[About this task] Look through the data below and extract, unchanged, the lines from the one that contains "pub fn module_timings(&self)" to the one that contains "let critical = self.critical.map(millis).unwrap_or(0.0);", both included.

+++

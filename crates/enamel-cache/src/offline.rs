//! Offline fallback page

use crate::request::Response;

/// Heading shown on the offline page
pub const OFFLINE_HEADING: &str = "You're Offline";

/// Emergency line shown on the offline page
pub const EMERGENCY_PHONE: &str = "(123) 456-7890";

const OFFLINE_PAGE: &str = r#"<!DOCTYPE html>
<html lang="en">
<head>
    <meta charset="UTF-8">
    <meta name="viewport" content="width=device-width, initial-scale=1.0">
    <title>Offline - Dr. Islam Elsagher Dental Clinic</title>
    <style>
        body {
            font-family: -apple-system, BlinkMacSystemFont, 'Segoe UI', Roboto, sans-serif;
            display: flex;
            align-items: center;
            justify-content: center;
            min-height: 100vh;
            margin: 0;
            background: linear-gradient(135deg, #2563eb 0%, #1e40af 100%);
            color: white;
            text-align: center;
        }
        .offline-container { max-width: 400px; padding: 2rem; }
        .offline-icon { font-size: 4rem; margin-bottom: 1rem; }
        .emergency-contact {
            background: rgba(255, 255, 255, 0.1);
            padding: 1rem;
            border-radius: 8px;
            margin-top: 2rem;
        }
        .emergency-contact a { color: white; font-weight: bold; }
        .retry-btn {
            background: white;
            color: #2563eb;
            border: none;
            padding: 0.75rem 1.5rem;
            border-radius: 6px;
            font-weight: bold;
            cursor: pointer;
            margin-top: 1rem;
        }
    </style>
</head>
<body>
    <div class="offline-container">
        <div class="offline-icon">&#129463;</div>
        <h1>You're Offline</h1>
        <p>Please check your internet connection and try again.</p>
        <div class="emergency-contact">
            <h3>Dental Emergency?</h3>
            <p>Call us directly:</p>
            <a href="tel:+1234567890">(123) 456-7890</a>
            <p><small>Available 24/7 for emergencies</small></p>
        </div>
        <button class="retry-btn" onclick="window.location.reload()">Try Again</button>
    </div>
</body>
</html>
"#;

/// The page served when neither the network nor the cache can answer
pub fn offline_page() -> Response {
    Response::html(OFFLINE_PAGE)
}
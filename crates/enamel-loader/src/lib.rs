//! Progressive Stylesheet Loading
//!
//! This crate sequences the loading of a page's stylesheet modules:
//!
//! - **Critical First**: one critical module is applied before anything else
//! - **Priority Tiers**: modules sharing a priority load concurrently, tiers
//!   load in ascending order
//! - **Dependencies**: a module starts only once its dependencies are loaded,
//!   with a bounded wait so cycles fail instead of hanging
//! - **Coalescing**: concurrent requests for one module share a single load
//! - **Timing Report**: per-module timings and rule-based recommendations
//!
//! # Architecture
//!
//! ```text
//! ┌─────────────────────────────────────────────────────────────────┐
//! │                      ResourceLoader                              │
//! ├─────────────────────────────────────────────────────────────────┤
//! │                                                                  │
//! │  ┌──────────────┐    ┌──────────────┐    ┌──────────────┐      │
//! │  │   Module     │ -> │  Tier Loop   │ -> │ ModuleSource │      │
//! │  │   Registry   │    │ (join tier)  │    │ (fetch+apply)│      │
//! │  └──────────────┘    └──────────────┘    └──────────────┘      │
//! │                             ↑                   ↓              │
//! │                      Dependency Wait      ┌──────────────┐      │
//! │                      (watch, bounded)     │ StyleDocument│      │
//! │                             ↑             └──────────────┘      │
//! │                      ┌──────────────┐                           │
//! │                      │   Outcomes   │ -> events, metrics,       │
//! │                      │ (loaded set) │    performance report     │
//! │                      └──────────────┘                           │
//! └─────────────────────────────────────────────────────────────────┘
//! ```

mod config;
mod descriptor;
mod document;
mod error;
mod events;
mod loader;
mod metrics;
mod source;

pub use config::{LoaderConfig, ReportThresholds};
pub use descriptor::{marker_for, ModuleDescriptor, ModuleRegistry};
pub use document::{StyleDocument, StyleElement};
pub use error::{LoaderError, Result};
pub use events::{LoaderEvent, SessionPhase};
pub use loader::{ModuleState, ResourceLoader};
pub use metrics::{LoadMetrics, ModuleTiming, PerformanceReport, CRITICAL_KEY, TOTAL_KEY};
pub use source::{
    AppliedModule, FetcherConfig, HttpPayloadFetcher, ModuleSource, PayloadFetcher,
    StaticPayloads, StyleSheetSource,
};

/// Prelude for common imports
pub mod prelude {
    pub use super::{
        LoaderConfig, LoaderEvent, ModuleDescriptor, ModuleRegistry, ModuleSource,
        PerformanceReport, ResourceLoader, Result, StyleDocument,
    };
}
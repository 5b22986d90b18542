//! Load timing metrics and the performance report

use crate::ReportThresholds;
use serde::Serialize;
use std::collections::BTreeMap;
use std::time::Duration;
use tracing::{info, warn};

/// Key under which the critical path time is reported
pub const CRITICAL_KEY: &str = "critical";

/// Key under which the whole session time is reported
pub const TOTAL_KEY: &str = "total";

/// Per-session load timings
#[derive(Debug, Clone, Default, PartialEq, Serialize)]
pub struct LoadMetrics {
    /// Id of the critical module, once it has loaded
    pub critical_module: Option<String>,
    /// Critical module load time
    pub critical: Option<Duration>,
    /// Session start to last tier completion
    pub total: Option<Duration>,
    /// Non-critical module load times, keyed by module id
    pub modules: BTreeMap<String, Duration>,
}

impl LoadMetrics {
    /// Record the critical module's load time
    pub fn record_critical(&mut self, module_id: &str, elapsed: Duration) {
        self.critical_module = Some(module_id.to_string());
        self.critical = Some(elapsed);
    }

    /// Record a non-critical module's load time
    pub fn record_module(&mut self, module_id: &str, elapsed: Duration) {
        self.modules.insert(module_id.to_string(), elapsed);
    }

    /// Record the session total
    pub fn record_total(&mut self, elapsed: Duration) {
        self.total = Some(elapsed);
    }

    /// Flat id -> milliseconds view, with the `critical` and `total` sentinels
    pub fn as_millis(&self) -> BTreeMap<String, f64> {
        let mut map: BTreeMap<String, f64> = self
            .modules
            .iter()
            .map(|(id, d)| (id.clone(), millis(*d)))
            .collect();
        if let Some(critical) = self.critical {
            map.insert(CRITICAL_KEY.to_string(), millis(critical));
        }
        if let Some(total) = self.total {
            map.insert(TOTAL_KEY.to_string(), millis(total));
        }
        map
    }

    /// Every loaded module's timing, critical included, slowest first
    pub fn module_timings(&self) -> Vec<ModuleTiming> {
        let mut timings: Vec<ModuleTiming> = self
            .modules
            .iter()
            .map(|(id, d)| ModuleTiming {
                module: id.clone(),
                load_time_ms: millis(*d),
            })
            .collect();

        if let (Some(id), Some(critical)) = (&self.critical_module, self.critical) {
            timings.push(ModuleTiming {
                module: id.clone(),
                load_time_ms: millis(critical),
            });
        }

        timings.sort_by(|a, b| b.load_time_ms.total_cmp(&a.load_time_ms));
        timings
    }

    /// Build the performance report
    pub fn report(&self, thresholds: &ReportThresholds) -> PerformanceReport {
        let total = self.total.map(millis).unwrap_or(0.0);
        let critical = self.critical.map(millis).unwrap_or(0.0);
        let modules = self.module_timings();

        let mut recommendations = Vec::new();
        if critical > thresholds.critical_ms {
            recommendations.push(format!(
                "Critical load time {critical:.2}ms exceeds {}ms - consider reducing critical payload size",
                thresholds.critical_ms
            ));
        }
        if total > thresholds.total_ms {
            recommendations.push(format!(
                "Total load time {total:.2}ms exceeds {}ms - consider preloading key modules",
                thresholds.total_ms
            ));
        }

        let slow: Vec<&str> = modules
            .iter()
            .filter(|t| t.load_time_ms > thresholds.slow_module_ms)
            .map(|t| t.module.as_str())
            .collect();
        if !slow.is_empty() {
            recommendations.push(format!(
                "Slow loading modules detected: {} - consider optimization",
                slow.join(", ")
            ));
        }

        PerformanceReport {
            total_load_time_ms: total,
            critical_path_ms: critical,
            modules,
            recommendations,
        }
    }
}

/// Load time of one module
#[derive(Debug, Clone, PartialEq, Serialize)]
pub struct ModuleTiming {
    /// Module id
    pub module: String,
    /// Load time (ms)
    pub load_time_ms: f64,
}

/// Summary produced once every tier has been processed
#[derive(Debug, Clone, PartialEq, Serialize)]
pub struct PerformanceReport {
    /// Session total (ms)
    pub total_load_time_ms: f64,
    /// Critical module load time (ms)
    pub critical_path_ms: f64,
    /// Module timings, slowest first
    pub modules: Vec<ModuleTiming>,
    /// Rule-based suggestions
    pub recommendations: Vec<String>,
}

impl PerformanceReport {
    /// Emit the report through `tracing`
    pub fn log(&self) {
        info!(
            total_ms = self.total_load_time_ms,
            critical_ms = self.critical_path_ms,
            modules = self.modules.len(),
            "Module loading performance report"
        );
        for timing in &self.modules {
            info!("  {}: {:.2}ms", timing.module, timing.load_time_ms);
        }
        for recommendation in &self.recommendations {
            warn!("Recommendation: {}", recommendation);
        }
    }

    /// Serialize as JSON for posting to an analytics endpoint
    pub fn to_json(&self) -> String {
        serde_json::to_string(self).unwrap_or_default()
    }
}

fn millis(d: Duration) -> f64 {
    d.as_nanos() as f64 / 1_000_000.0
}

#[cfg(test)]
mod tests {
    use super::*;

    fn sample() -> LoadMetrics {
        let mut metrics = LoadMetrics::default();
        metrics.record_critical("critical", Duration::from_millis(12));
        metrics.record_module("layout", Duration::from_millis(80));
        metrics.record_module("components", Duration::from_millis(160));
        metrics.record_total(Duration::from_millis(420));
        metrics
    }

    #[test]
    fn test_millis_map_has_sentinels() {
        let map = sample().as_millis();
        assert_eq!(map["critical"], 12.0);
        assert_eq!(map["total"], 420.0);
        assert_eq!(map["layout"], 80.0);
        assert_eq!(map.len(), 4);
    }

    #[test]
    fn test_report_sorted_descending() {
        let report = sample().report(&ReportThresholds::default());
        let order: Vec<&str> = report.modules.iter().map(|m| m.module.as_str()).collect();
        assert_eq!(order, vec!["components", "layout", "critical"]);
        assert_eq!(report.critical_path_ms, 12.0);
    }

    #[test]
    fn test_recommendations() {
        let report = sample().report(&ReportThresholds::default());
        assert_eq!(report.recommendations.len(), 1);
        assert!(report.recommendations[0].contains("components"));

        let mut slow = sample();
        slow.record_critical("critical", Duration::from_millis(75));
        slow.record_total(Duration::from_millis(900));
        let report = slow.report(&ReportThresholds::default());
        assert_eq!(report.recommendations.len(), 3);
        assert!(report.recommendations[0].starts_with("Critical load time"));
        assert!(report.recommendations[1].starts_with("Total load time"));
    }

    #[test]
    fn test_thresholds_are_overridable() {
        let thresholds = ReportThresholds {
            slow_module_ms: 500.0,
            ..Default::default()
        };
        assert!(sample().report(&thresholds).recommendations.is_empty());
    }

    #[test]
    fn test_report_json() {
        let json = sample().report(&ReportThresholds::default()).to_json();
        assert!(json.contains("\"critical_path_ms\":12.0"));
    }
}
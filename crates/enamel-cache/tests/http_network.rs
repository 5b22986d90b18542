//! Engine over a real HTTP network

use enamel_cache::{BucketKind, CachePolicyEngine, CacheStorage, EngineConfig, Request};
use reqwest::StatusCode;
use std::sync::Arc;
use url::Url;
use wiremock::matchers::{method, path};
use wiremock::{Mock, MockServer, ResponseTemplate};

#[tokio::test]
async fn test_http_cache_first_and_errors() {
    let _ = tracing_subscriber::fmt()
        .with_env_filter("enamel_cache=debug")
        .with_test_writer()
        .try_init();

    let server = MockServer::start().await;
    Mock::given(method("GET"))
        .and(path("/css/site.css"))
        .respond_with(
            ResponseTemplate::new(200)
                .insert_header("content-type", "text/css")
                .set_body_string("body{margin:0}"),
        )
        .expect(1)
        .mount(&server)
        .await;
    Mock::given(method("GET"))
        .and(path("/api/services"))
        .respond_with(ResponseTemplate::new(503))
        .mount(&server)
        .await;

    let origin = format!("{}/", server.uri());
    let config = EngineConfig::default().with_origin(origin.clone());
    let engine =
        CachePolicyEngine::with_http(config, Arc::new(CacheStorage::in_memory())).unwrap();
    engine.activate().await;

    let base = Url::parse(&origin).unwrap();
    let css = Request::get(base.join("/css/site.css").unwrap());
    for _ in 0..2 {
        let response = engine.handle_fetch(&css).await.into_response().unwrap();
        assert_eq!(response.text(), "body{margin:0}");
        assert_eq!(response.headers["content-type"], "text/css");
    }

    let api = Request::get(base.join("/api/services").unwrap());
    let response = engine.handle_fetch(&api).await.into_response().unwrap();
    assert_eq!(response.status, StatusCode::SERVICE_UNAVAILABLE);
    assert!(engine.bucket_store(BucketKind::Api).is_empty().await);

    let stats = engine.stats();
    assert_eq!(stats.network_fetches, 2);
    assert_eq!(stats.network_failures, 0);
    assert_eq!(stats.cache_hits, 1);
}

#[tokio::test]
async fn test_http_unreachable_falls_back_offline() {
    let server = MockServer::start().await;
    let origin = format!("{}/", server.uri());
    drop(server);

    let config = EngineConfig::default().with_origin(origin.clone());
    let engine =
        CachePolicyEngine::with_http(config, Arc::new(CacheStorage::in_memory())).unwrap();
    engine.activate().await;

    let request = Request::navigate(Url::parse(&origin).unwrap().join("/en/").unwrap());
    let response = engine.handle_fetch(&request).await.into_response().unwrap();
    assert!(response.text().contains(enamel_cache::OFFLINE_HEADING));
    assert_eq!(engine.stats().network_failures, 1);
}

+++

[Result of the exercise]
    pub fn module_timings(&self) -> Vec<ModuleTiming> {
        let mut timings: Vec<ModuleTiming> = self
            .modules
            .iter()
            .map(|(id, d)| ModuleTiming {
                module: id.clone(),
                load_time_ms: millis(*d),
            })
            .collect();

        if let (Some(id), Some(critical)) = (&self.critical_module, self.critical) {
            timings.push(ModuleTiming {
                module: id.clone(),
                load_time_ms: millis(critical),
            });
        }

        timings.sort_by(|a, b| b.load_time_ms.total_cmp(&a.load_time_ms));
        timings
    }

    /// Build the performance report
    pub fn report(&self, thresholds: &ReportThresholds) -> PerformanceReport {
        let total = self.total.map(millis).unwrap_or(0.0);
        let critical = self.critical.map(millis).unwrap_or(0.0);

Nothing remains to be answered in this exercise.